Por el P. Antonio Rivero, L.C
¿Qué hombre o mujer no ha hecho en su vida la experiencia de la amistad?
Una experiencia humana hermosa, enriquecedora, humanizante y digna de los
mayores elogios.
La amistad es un valor entre los seres humanos y uno de los dones más altos
de Dios. El mismo Dios se presenta como amigo de los hombres, sellando pactos
de amistad con Abraham, con Moisés, con los profetas. Y al enviar a Cristo, se
mostró como amigo de los hombres: Jesús dio a esta amistad de Dios un rostro de
carne viniendo a ser amigo de los hombres. Pero tuvo, evidentemente, amigos
especiales, e hizo la experiencia gratificante de la amistad, por
ser verdadero hombre.
El mundo en que vivimos está menesteroso de amistad. Hemos avanzado tanto en
tantas cosas, vivimos tan de prisa y tan ocupados, que, al fin, nos olvidamos
de lo más importante. El ruido y la velocidad se están comiendo el diálogo
entre los humanos y cada vez tenemos más conocidos y menos amigos.
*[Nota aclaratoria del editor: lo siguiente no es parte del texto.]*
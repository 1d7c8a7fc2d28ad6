//! Counters for how well the loop kept up with the display.

use std::time::Duration;

#[derive(Debug, Clone, Copy, PartialEq, Eq)]
pub enum Degradation {
    /// The vblank wait call reported an error.
    WaitFailed,
    /// A scan-line query failed while waiting for blank to end.
    PollFailed,
}

#[derive(Debug, Clone, Default)]
pub struct SyncStats {
    pub frames: u64,
    pub synced_frames: u64,
    pub failed_waits: u64,
    pub failed_polls: u64,
    pub polls: u64,
    pub present_failures: u64,
    min_interval: Option<Duration>,
    max_interval: Option<Duration>,
    total_interval: Duration,
    intervals: u64,
}

impl SyncStats {
    pub fn new() -> Self {
        Self { ..Default::default() }
    }

    /// Records a degraded sync and returns the new degraded total.
    pub fn record_degraded(&mut self, degradation: Degradation) -> u64 {
        match degradation {
            Degradation::WaitFailed => self.failed_waits += 1,
            Degradation::PollFailed => self.failed_polls += 1,
        }
        self.degraded()
    }

    pub fn degraded(&self) -> u64 {
        self.failed_waits + self.failed_polls
    }

    pub fn record_interval(&mut self, interval: Duration) {
        self.min_interval = Some(self.min_interval.map_or(interval, |m| m.min(interval)));
        self.max_interval = Some(self.max_interval.map_or(interval, |m| m.max(interval)));
        self.total_interval += interval;
        self.intervals += 1;
    }

    pub fn min_interval(&self) -> Option<Duration> {
        self.min_interval
    }

    pub fn max_interval(&self) -> Option<Duration> {
        self.max_interval
    }

    pub fn mean_interval(&self) -> Option<Duration> {
        match self.intervals {
            0 => None,
            n => {
                let nanos = self.total_interval.as_nanos() / n as u128;
                Some(Duration::from_nanos(nanos.min(u64::MAX as u128) as u64))
            },
        }
    }

    /// Refresh rate implied by the mean frame interval.
    pub fn refresh_hz(&self) -> Option<f64> {
        self.mean_interval()
            .filter(|d| !d.is_zero())
            .map(|d| 1.0 / d.as_secs_f64())
    }

    pub fn summary(&self) -> String {
        let mut s = format!(
            "frames={} synced={} degraded={} (waits={}, polls={}) polls={} present_failures={}",
            self.frames,
            self.synced_frames,
            self.degraded(),
            self.failed_waits,
            self.failed_polls,
            self.polls,
            self.present_failures,
        );
        if let (Some(mean), Some(min), Some(max)) =
            (self.mean_interval(), self.min_interval, self.max_interval)
        {
            s.push_str(&format!(
                " interval mean={:.3}ms min={:.3}ms max={:.3}ms",
                mean.as_secs_f64() * 1000.0,
                min.as_secs_f64() * 1000.0,
                max.as_secs_f64() * 1000.0,
            ));
        }
        if let Some(hz) = self.refresh_hz() {
            s.push_str(&format!(" (~{:.1}Hz)", hz));
        }
        s
    }
}

/// True for the first degraded event and every power of two after it,
/// so a persistently failing adapter does not flood the log.
pub fn should_report(degraded_total: u64) -> bool {
    degraded_total.is_power_of_two()
}

#[cfg(test)]
mod tests {
    use super::*;

    #[test]
    fn degraded_counts_both_kinds() {
        let mut stats = SyncStats::new();
        assert_eq!(stats.record_degraded(Degradation::WaitFailed), 1);
        assert_eq!(stats.record_degraded(Degradation::PollFailed), 2);
        assert_eq!(stats.record_degraded(Degradation::PollFailed), 3);
        assert_eq!(stats.failed_waits, 1);
        assert_eq!(stats.failed_polls, 2);
    }

    #[test]
    fn interval_extremes_and_rate() {
        let mut stats = SyncStats::new();
        assert_eq!(stats.mean_interval(), None);
        assert_eq!(stats.refresh_hz(), None);
        stats.record_interval(Duration::from_micros(16_000));
        stats.record_interval(Duration::from_micros(17_000));
        stats.record_interval(Duration::from_micros(18_000));
        assert_eq!(stats.min_interval(), Some(Duration::from_micros(16_000)));
        assert_eq!(stats.max_interval(), Some(Duration::from_micros(18_000)));
        assert_eq!(stats.mean_interval(), Some(Duration::from_micros(17_000)));
        let hz = stats.refresh_hz().unwrap();
        assert!((hz - 58.82).abs() < 0.01, "hz = {}", hz);
        assert!(stats.summary().contains("~58.8Hz"));
    }

    #[test]
    fn mean_survives_counts_past_u32() {
        let mut stats = SyncStats::new();
        stats.record_interval(Duration::from_millis(4));
        stats.intervals = 1u64 << 32;
        stats.total_interval = Duration::from_millis(4) * 1_000_000 * 4_295;
        let mean = stats.mean_interval().unwrap();
        assert!(mean > Duration::from_millis(3) && mean < Duration::from_millis(5), "{:?}", mean);
    }

    #[test]
    fn reports_thin_out() {
        let reported: Vec<u64> = (1..=20).filter(|n| should_report(*n)).collect();
        assert_eq!(reported, vec![1, 2, 4, 8, 16]);
        assert!(!should_report(0));
    }
}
El filósofo griego Sócrates aseguraba que prefería un amigo a todos los
tesoros del rey Darío.
Para el poeta latino Horacio, un amigo era la mitad de su alma.
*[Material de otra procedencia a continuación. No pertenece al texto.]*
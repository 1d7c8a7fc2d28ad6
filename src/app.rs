use chrono::Local;
use crate::{
    control::LoopPhase,
    error::{AppError, Kind},
    logger::RunLog,
    options::Options,
};

#[derive(Debug, Clone)]
pub struct App {
    opts: Options,
    version: String,
    log: RunLog,
}

impl App {
    pub fn new(opts: &Options) -> Self {
        let app_log = match opts.save_log {
            true => {
                let time_stamp = Local::now().format("%Y-%m%d_%H%M%S").to_string();
                Some(format!("{}\\rolling-bfi_{}.log", &opts.work_dir, &time_stamp))
            },
            false => None,
        };
        let version = format!(
            "{} {}",
            env!("CARGO_PKG_NAME"),
            env!("CARGO_PKG_VERSION")
        );

        Self {
            opts: opts.clone(),
            version,
            log: RunLog::new(app_log),
        }
    }

    /// Runs until the control window is closed. Returns the exit code carried
    /// by the quit request.
    pub fn proceed(&self) -> Result<i32, AppError> {
        self.log.log(&self.version, false);

        if self.opts.print_help {
            self.log.log(&format!("\n{}", Options::help()), false);
            return Err(AppError::new(Kind::InvalidFlags));
        }

        self.log.log(&format!("{:?}", LoopPhase::Initializing), true);
        self.start()
    }

    #[cfg(windows)]
    fn start(&self) -> Result<i32, AppError> {
        use crate::{
            control::ControlLoop,
            platform::{adapter::Adapter, display, overlay::{MessagePump, Surfaces}},
            sync::Synchronizer,
        };

        if let Err(e) = display::raise_thread_priority() {
            self.log.log(&format!("thread priority unchanged: {}", e), true);
        }
        // the embedded manifest normally sets this already
        let _ = display::set_dpiawareness_v2();

        let screen = display::screen_geometry();
        let state = crate::scan::ScanState::new(screen);
        self.log_geometry(&state);

        let surfaces = Surfaces::create(screen)?;
        let adapter = Adapter::open(surfaces.main())?;

        self.log.log(&format!("{:?}", LoopPhase::Running), true);
        let control = ControlLoop::new(
            Synchronizer::new(adapter, self.opts.poll_interval),
            surfaces,
            MessagePump,
            state,
            self.log.clone(),
        );
        let report = control.run();
        self.log.log(
            &format!("{:?} with exit code {}", report.phase, report.exit_code),
            true,
        );
        Ok(report.exit_code)
    }

    #[cfg(not(windows))]
    fn start(&self) -> Result<i32, AppError> {
        Err(AppError::new(Kind::UnsupportedPlatform))
    }

    #[cfg(windows)]
    fn log_geometry(&self, state: &crate::scan::ScanState) {
        let screen = state.screen();
        self.log.log(
            &format!(
                "screen {}x{}, band {} rows, step {} rows, period {} frames, poll {}us",
                screen.width,
                screen.height,
                state.scan_height(),
                state.step(),
                state.period(),
                self.opts.poll_interval.as_micros(),
            ),
            true,
        );
    }

    /// Logs a fatal startup error and shows it in a blocking dialog.
    pub fn report(&self, e: &AppError) {
        self.log.log(&e.to_string(), true);
        #[cfg(windows)]
        let _ = crate::platform::dialog::pop_error(&Self::dialog_text(e));
    }

    /// There is no console in a GUI subsystem build, so bad flags get the
    /// usage text in the dialog.
    fn dialog_text(e: &AppError) -> String {
        match e.kind() {
            Kind::InvalidFlags => format!("{}\n\n{}", e.description(), Options::help()),
            _ => e.description(),
        }
    }
}

#[cfg(test)]
mod tests {
    use super::*;

    #[test]
    fn help_request_fails_with_invalid_flags() {
        let opts = Options { print_help: true, ..Default::default() };
        let err = App::new(&opts).proceed().unwrap_err();
        assert_eq!(*err.kind(), Kind::InvalidFlags);
        assert_eq!(err.code(), 101);
    }

    #[test]
    fn version_names_the_package() {
        let app = App::new(&Options::default());
        assert!(app.version.starts_with("rolling-bfi "));
    }

    #[test]
    fn bad_flags_dialog_carries_usage() {
        let text = App::dialog_text(&AppError::new(Kind::InvalidFlags));
        assert!(text.starts_with("Invalid Flags\n\n"), "{}", text);
        assert!(text.ends_with(&Options::help()));
        let text = App::dialog_text(&AppError::new(Kind::AdapterOutOfMemory));
        assert_eq!(text, AppError::new(Kind::AdapterOutOfMemory).description());
    }

    #[cfg(not(windows))]
    #[test]
    fn other_platforms_are_rejected() {
        let err = App::new(&Options::default()).proceed().unwrap_err();
        assert_eq!(*err.kind(), Kind::UnsupportedPlatform);
    }
}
San Agustín no vacilaba en afirmar que lo único que nos puede consolar en
esta sociedad tan llena de trabajos y errores, es el amor que se profesan unos
a otros los verdaderos amigos.
El ensayista español Ortega y Gasset escribía que una amistad delicadamente
cincelada, cuidada como se cuida una obra de arte, es la cima del universo.
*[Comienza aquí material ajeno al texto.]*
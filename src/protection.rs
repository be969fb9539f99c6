use std::collections::BTreeMap;
use std::path::PathBuf;

use serde::{Deserialize, Serialize};
use tracing::{info, warn};

use crate::error::{AppError, AppResult};
use crate::paths::RelPath;
use crate::store::{Document, JsonStore};

/// Folder keys, keyed by normalized path.
#[derive(Debug, Default, Clone)]
pub struct ProtectionTable {
    entries: BTreeMap<RelPath, String>,
}

#[derive(Serialize, Deserialize)]
struct ProtectionFile {
    #[serde(default)]
    protected_paths: Vec<RawEntry>,
}

#[derive(Serialize, Deserialize)]
struct RawEntry {
    #[serde(default)]
    path: Option<String>,
    #[serde(default)]
    key: Option<String>,
}

impl Document for ProtectionTable {
    fn decode(raw: &[u8]) -> serde_json::Result<Self> {
        let file: ProtectionFile = serde_json::from_slice(raw)?;
        let mut entries = BTreeMap::new();
        for item in file.protected_paths {
            let (Some(path), Some(key)) = (item.path, item.key) else {
                warn!("Skipping protected path entry without path or key");
                continue;
            };
            match RelPath::parse(&path) {
                Ok(rel) if !rel.is_root() && !key.is_empty() => {
                    entries.insert(rel, key);
                }
                _ => warn!(path = %path, "Skipping invalid protected path entry"),
            }
        }
        Ok(Self { entries })
    }

    fn encode(&self) -> serde_json::Result<Vec<u8>> {
        let mut protected_paths: Vec<RawEntry> = self
            .entries
            .iter()
            .map(|(path, key)| RawEntry {
                path: Some(path.to_string()),
                key: Some(key.clone()),
            })
            .collect();
        protected_paths.sort_by_key(|e| std::cmp::Reverse(e.path.as_ref().map_or(0, String::len)));
        serde_json::to_vec_pretty(&ProtectionFile { protected_paths })
    }
}

impl ProtectionTable {
    fn governing(&self, path: &RelPath) -> Option<(RelPath, &str)> {
        path.ancestors().find_map(|candidate| {
            self.entries
                .get_key_value(candidate)
                .map(|(p, key)| (p.clone(), key.as_str()))
        })
    }
}

/// Maps paths to the key required to open them. A path is protected when it
/// or any ancestor has an entry; the nearest entry wins.
pub struct ProtectionRegistry {
    store: JsonStore<ProtectionTable>,
}

impl ProtectionRegistry {
    pub async fn open(file: PathBuf) -> Self {
        let store = JsonStore::<ProtectionTable>::open(file).await;
        let count = store.read(|t| t.entries.len());
        info!(count, file = %store.file().display(), "Loaded protected folder configurations");
        Self { store }
    }

    /// Key of the nearest protected ancestor (inclusive), if any.
    pub fn required_key(&self, path: &RelPath) -> Option<String> {
        self.store
            .read(|t| t.governing(path).map(|(_, key)| key.to_string()))
    }

    /// The entry that governs `path`: its own path and key.
    pub fn governing(&self, path: &RelPath) -> Option<(RelPath, String)> {
        self.store
            .read(|t| t.governing(path).map(|(p, key)| (p, key.to_string())))
    }

    pub fn is_protected(&self, path: &RelPath) -> bool {
        self.store.read(|t| t.governing(path).is_some())
    }

    pub fn len(&self) -> usize {
        self.store.read(|t| t.entries.len())
    }

    pub async fn set_protection(&self, path: &RelPath, key: &str) -> AppResult<()> {
        if path.is_root() {
            return Err(AppError::InvalidPath("Cannot protect root.".into()));
        }
        if key.is_empty() {
            return Err(AppError::BadRequest("Protection password required.".into()));
        }
        self.store
            .update(|t| {
                let changed = t.entries.get(path).map(String::as_str) != Some(key);
                t.entries.insert(path.clone(), key.to_string());
                (changed, ())
            })
            .await?;
        info!(path = %path, "Path protection set");
        Ok(())
    }

    /// Returns whether an entry existed.
    pub async fn remove_protection(&self, path: &RelPath) -> AppResult<bool> {
        self.store
            .update(|t| {
                let removed = t.entries.remove(path).is_some();
                (removed, removed)
            })
            .await
    }

    /// Drop every entry at or below `path`. Returns how many were removed.
    pub async fn remove_subtree(&self, path: &RelPath) -> AppResult<usize> {
        self.store
            .update(|t| {
                let before = t.entries.len();
                t.entries.retain(|p, _| !path.contains(p));
                let removed = before - t.entries.len();
                (removed > 0, removed)
            })
            .await
    }
}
Y el propio Cristo, ¿no usó, como supremo piropo y expresión de su cariño a
sus apóstoles, el que eran sus amigos?
Pero la amistad, al mismo tiempo que importante y maravillosa, es algo difícil, raro y
delicado. Difícil, porque no es una moneda que se encuentra por la
calle, y hay que buscarla tan apasionadamente como un tesoro. Rara, porque no
abunda: se pueden tener muchos compañeros, abundantes camaradas, pero nunca
pueden ser muchos los amigos. Y delicada, porque precisa de determinados
ambientes para nacer, especiales cuidados para ser cultivada, minuciosas
atenciones para que crezca…
Laín Entralgo la definía así: "Es la comunicación llena de amor entre
dos personas, en la cual, para el bien mutuo de éstas, se realiza y perfecciona
la naturaleza humana".
En la amistad, el uno y el otro dan lo que tienen, lo que hacen y, sobre
todo, lo que son. Esto supone la renuncia a dos egoísmos y la suma de dos
generosidades: la amistad verdadera consiste en dejar que el amigo sea lo que
él es y quiere ser, ayudándole delicadamente a que sea lo que debe ser.
Según Martín Descalzo los pilares que sostienen la verdadera amistad son:
v El respeto a lo que el amigo es, y cómo el amigo es.
v La franqueza, que está a media distancia entre la simple
confianza y el absurdo descaro.
v La intimidad espiritual compartida.
v La generosidad como don de sí.
v La aceptación de los errores ajenos.
v La imaginación, para superar el aburrimiento y hacer
fecunda la amistad.
Amigo: que seamos el
uno para el otro una fuente inagotable de riqueza interior.